Ainda há poucos dias, esta mesma mensagem foi-me repetida pelo neurocientista Diego Redolar, que acaba de publicar a sua última obra, La mujer ciega que podía ver con la lengua (A mulher cega que podia ver com a língua). “Caminhar 30 minutos por dia é suficiente para estimular a formação de novos neurónios no hipocampo. Estamos a ver que a combinação de exercícios de força com aeróbica tem efeitos do ponto de vista cardio-pulmonar e esses efeitos afetam todos os tecidos do nosso organismo, e para isso é preciso uma mais-valia, mas caminhar 30 minutos por dia é suficiente para aumentar a neurogénese!”, explica este professor e investigador na área do sistema nervoso, referindo-se à formação de novos neurónios, que é muito importante para a manutenção da capacidade cognitiva.

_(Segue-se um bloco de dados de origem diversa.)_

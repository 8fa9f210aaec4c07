//! tdk-daemon entry point.
//!
//! This file is intentionally thin: tracing, config, store bootstrap, worker
//! pools, HTTP server, shutdown. Route handlers live in `routes.rs`; pool
//! wiring lives in `runtime.rs`.
//!
//! Exit codes: 0 clean shutdown, 1 fatal config error, 2 store migration
//! failure.

use std::{net::SocketAddr, process::ExitCode, sync::Arc, time::Duration};

use anyhow::Context;
use axum::http::{HeaderValue, Method};
use tower_http::{
    cors::CorsLayer,
    trace::{DefaultMakeSpan, DefaultOnResponse, TraceLayer},
};
use tracing::{error, info, Level};

use tdk_daemon::{routes, runtime, state};

const EXIT_CONFIG: u8 = 1;
const EXIT_MIGRATION: u8 = 2;

#[tokio::main]
async fn main() -> ExitCode {
    // Load .env.local if present (dev convenience). Silent if the file does
    // not exist — production injects env vars directly.
    let _ = dotenvy::from_filename(".env.local");

    init_tracing();

    // --- Config + secrets (exit 1 on failure) ---
    let config_paths = std::env::var("TDK_CONFIG")
        .unwrap_or_else(|_| "config/base.yaml".to_string());
    let paths: Vec<&str> = config_paths.split(',').map(str::trim).collect();
    let loaded = match tdk_config::load_layered_yaml(&paths) {
        Ok(l) => l,
        Err(e) => {
            error!(error = %format!("{e:#}"), "config load failed");
            return ExitCode::from(EXIT_CONFIG);
        }
    };
    info!(config_hash = %loaded.config_hash, "config loaded");

    let secrets = match tdk_config::resolve_secrets(&loaded.config_json) {
        Ok(s) => s,
        Err(e) => {
            error!(error = %format!("{e:#}"), "secret resolution failed");
            return ExitCode::from(EXIT_CONFIG);
        }
    };
    let cfg = loaded.pipeline.clone();

    let bind_addr: SocketAddr = match cfg.bind_addr.parse() {
        Ok(a) => a,
        Err(e) => {
            error!(bind_addr = %cfg.bind_addr, error = %e, "invalid bind address");
            return ExitCode::from(EXIT_CONFIG);
        }
    };

    // --- Store bootstrap (exit 2 on migration failure) ---
    let db_path = std::path::Path::new(&cfg.database_path);
    if let Some(parent) = db_path.parent() {
        if !parent.as_os_str().is_empty() {
            if let Err(e) = std::fs::create_dir_all(parent) {
                error!(error = %e, "database directory create failed");
                return ExitCode::from(EXIT_MIGRATION);
            }
        }
    }
    let pool = match tdk_db::connect(db_path).await {
        Ok(p) => p,
        Err(e) => {
            error!(error = %format!("{e:#}"), "database open failed");
            return ExitCode::from(EXIT_MIGRATION);
        }
    };
    if let Err(e) = tdk_db::migrate(&pool).await {
        error!(error = %format!("{e:#}"), "database migration failed");
        return ExitCode::from(EXIT_MIGRATION);
    }

    // --- Worker pools ---
    let broker = runtime::build_broker(pool.clone(), &cfg);
    let scheduler_status = tdk_scheduler::shared_status(cfg.scheduler.tick_interval_secs);
    let pipeline = match runtime::spawn_pipeline(
        pool.clone(),
        broker.clone(),
        &cfg,
        &secrets,
        Arc::clone(&scheduler_status),
    ) {
        Ok(p) => p,
        Err(e) => {
            error!(error = %format!("{e:#}"), "pipeline spawn failed");
            return ExitCode::from(EXIT_CONFIG);
        }
    };

    // --- HTTP surface ---
    let shared = Arc::new(state::AppState::new(
        pool,
        broker,
        scheduler_status,
        Arc::clone(&pipeline.research),
        cfg.clone(),
    ));
    let app = routes::build_router(shared)
        .layer(
            TraceLayer::new_for_http()
                .make_span_with(DefaultMakeSpan::new().level(Level::INFO))
                .on_response(DefaultOnResponse::new().level(Level::INFO)),
        )
        .layer(cors_localhost_only());

    info!("tdk-daemon listening on http://{}", bind_addr);
    let serve = async {
        let listener = tokio::net::TcpListener::bind(bind_addr)
            .await
            .context("bind failed")?;
        axum::serve(listener, app)
            .with_graceful_shutdown(shutdown_signal())
            .await
            .context("server crashed")
    };

    let result = serve.await;

    // Stop claiming, drain in-flight work, let leases cover the rest.
    pipeline
        .shutdown(Duration::from_secs(cfg.shutdown_grace_secs))
        .await;

    match result {
        Ok(()) => ExitCode::SUCCESS,
        Err(e) => {
            error!(error = %format!("{e:#}"), "server error");
            ExitCode::FAILURE
        }
    }
}

async fn shutdown_signal() {
    let _ = tokio::signal::ctrl_c().await;
    info!("shutdown signal received");
}

fn init_tracing() {
    tracing_subscriber::fmt()
        .with_env_filter(
            tracing_subscriber::EnvFilter::try_from_default_env().unwrap_or_else(|_| "info".into()),
        )
        .init();
}

/// CORS: allow only localhost origins (the desktop UI).
fn cors_localhost_only() -> CorsLayer {
    let allowed_origins = [
        "http://localhost",
        "http://127.0.0.1",
        "http://localhost:3000",
        "http://127.0.0.1:3000",
        "http://localhost:5173",
        "http://127.0.0.1:5173",
        "http://localhost:1420",
        "http://127.0.0.1:1420",
    ];

    let origins: Vec<HeaderValue> = allowed_origins
        .iter()
        .filter_map(|o| HeaderValue::from_str(o).ok())
        .collect();

    CorsLayer::new()
        .allow_origin(origins)
        .allow_methods([Method::GET, Method::POST])
        .allow_headers(tower_http::cors::Any)
}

Por isso, se puder fazer pesos para exercitar os seus músculos, faça-o; se puder fazer ioga, tai chi ou pilates para melhorar o seu equilíbrio e força, faça-o; mas se só puder caminhar, não fique sentado no sofá a pensar que não é suficiente para melhorar a sua condição física. Para começar a combater o sedentarismo, qualquer passo, por mais pequeno que seja, é importante... E até suficiente. Mexa-se!